Потом он велел достать из этюдников самый большой тюбик — тюбик с белилами — и обильно выдавить их на середину палитры. Он рекомендовал пользоваться цинковыми белилами, а не кремниевыми, так как последние были уже цветом «не чистым», пригодным только для строго определенных целей. Затем меньшими, блестящими кучками он положил вдоль верхнего края другие краски — от холодных до теплых. Кобальт, ультрамарин, стронций, все более густые оттенки желтого и красных кадмиев, вплоть до киновари и пылающего пурпура, а также охры и земли. У каждой из этих красок была своя история, своя минеральная или органическая родословная, и каждая из них сыграла свою особую роль в истории этого взбунтовавшегося против смерти мира, каким является искусство. Желеховский говорил о них так, как будто они были не химическими веществами, а силами, находящимися между собой в антагонистических или дружественных отношениях, способными создать идеальную гармонию, но готовыми также жестоко мстить тому, кто пренебрежет законами их действия или не поймет важности их предназначения. С особой симпатией он остановился на коварных цветах, таких, как берлинская лазурь, которая, соединяя в себе холод и тепло, пригодна для наиболее неожиданных сочетаний, а кроме того, позволяет уловить некоторую двойственную, рафинированную игру опалесцирующего света.
— Свет… — говорил Желеховский и, медленно поднимая руку, потирал большим пальцем остальные, как бы пробуя качество какого-то очень тонкого вещества.
Все напряженно ждали определения. Это было странное общество. Лысеющий чиновник с мечтательным взглядом; старая дева в очках, с красными пятнами на худых скуластых щеках; горбатый паренек с рабочей окраины, постоянно воюющий с прядями жирных волос, которые, как увядшие растения, бессильно свисали на его виски. И еще две пухленькие дамочки-приятельницы, пушистые, как птенцы, расточающие вокруг себя конфетный запах.

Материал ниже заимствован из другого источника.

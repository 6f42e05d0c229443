use crate::app::App;
use ratatui::layout::{Alignment, Constraint, Direction, Layout, Rect};
use ratatui::style::{Color, Modifier, Style};
use ratatui::text::{Line as TextLine, Span};
use ratatui::widgets::{Block, Borders, Paragraph};
use ratatui::Frame;
use taxi_dashboard_core::view::SummaryCard;

pub fn render_dashboard(app: &App, f: &mut Frame<'_>, area: Rect) {
    let layout = Layout::default()
        .direction(Direction::Vertical)
        .constraints([Constraint::Length(5), Constraint::Length(7), Constraint::Min(0)])
        .split(area);

    render_cards(app, f, layout[0]);
    render_insights(app, f, layout[1]);
}

fn render_cards(app: &App, f: &mut Frame<'_>, area: Rect) {
    let cards = app.session.cards.cards();
    let columns = Layout::default()
        .direction(Direction::Horizontal)
        .constraints(vec![Constraint::Ratio(1, u32::try_from(cards.len()).unwrap_or(1).max(1)); cards.len()])
        .split(area);

    for (card, column) in cards.iter().zip(columns.iter()) {
        f.render_widget(card_widget(app, card), *column);
    }
}

fn card_widget<'a>(app: &'a App, card: &'a SummaryCard) -> Paragraph<'a> {
    let value_style = if card.is_animating() {
        Style::default().fg(Color::Yellow)
    } else {
        Style::default()
            .fg(Color::White)
            .add_modifier(Modifier::BOLD)
    };

    Paragraph::new(vec![
        TextLine::from(""),
        TextLine::from(Span::styled(app.session.cards.text(card.kind), value_style)),
    ])
    .alignment(Alignment::Center)
    .block(
        Block::default()
            .title(card.kind.label())
            .borders(Borders::ALL)
            .border_style(Style::default().fg(Color::Cyan)),
    )
}

fn render_insights(app: &App, f: &mut Frame<'_>, area: Rect) {
    let insights = &app.session.insights;
    let row = |label: &'static str, value: &str| {
        TextLine::from(vec![
            Span::styled(format!("{label:<20}"), Style::default().fg(Color::Gray)),
            Span::styled(
                value.to_string(),
                Style::default()
                    .fg(Color::Green)
                    .add_modifier(Modifier::BOLD),
            ),
        ])
    };

    let lines = vec![
        TextLine::from(""),
        row("Peak Hour", &insights.peak_hour),
        row("Busiest Day", &insights.busiest_day),
        row("Avg. Daily Trips", &insights.avg_daily_trips),
    ];

    let paragraph = Paragraph::new(lines).block(
        Block::default()
            .title("Insights")
            .borders(Borders::ALL)
            .border_style(Style::default().fg(Color::Cyan)),
    );
    f.render_widget(paragraph, area);
}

Фамилия одной из них была Канарек. Михал запомнил ее, потому что перед уроком она показывала принесенные из дому акварели — ветки мимозы в голубых флаконах, кремовые розы, меланхолически роняющие лепестки. Карч пожал тогда плечами и, насвистывая сквозь зубы, отошел к окну, где грунтовал холст для новой картины. Сейчас, продолжая насвистывать, он мыл кисти над раковиной около дверей в прихожую.
Итак, они сидели, полные ожидания, вокруг мастера, с палитрами в руках и новыми этюдниками на коленях, только у горбатенького вместо этюдника была обыкновенная картонная папка.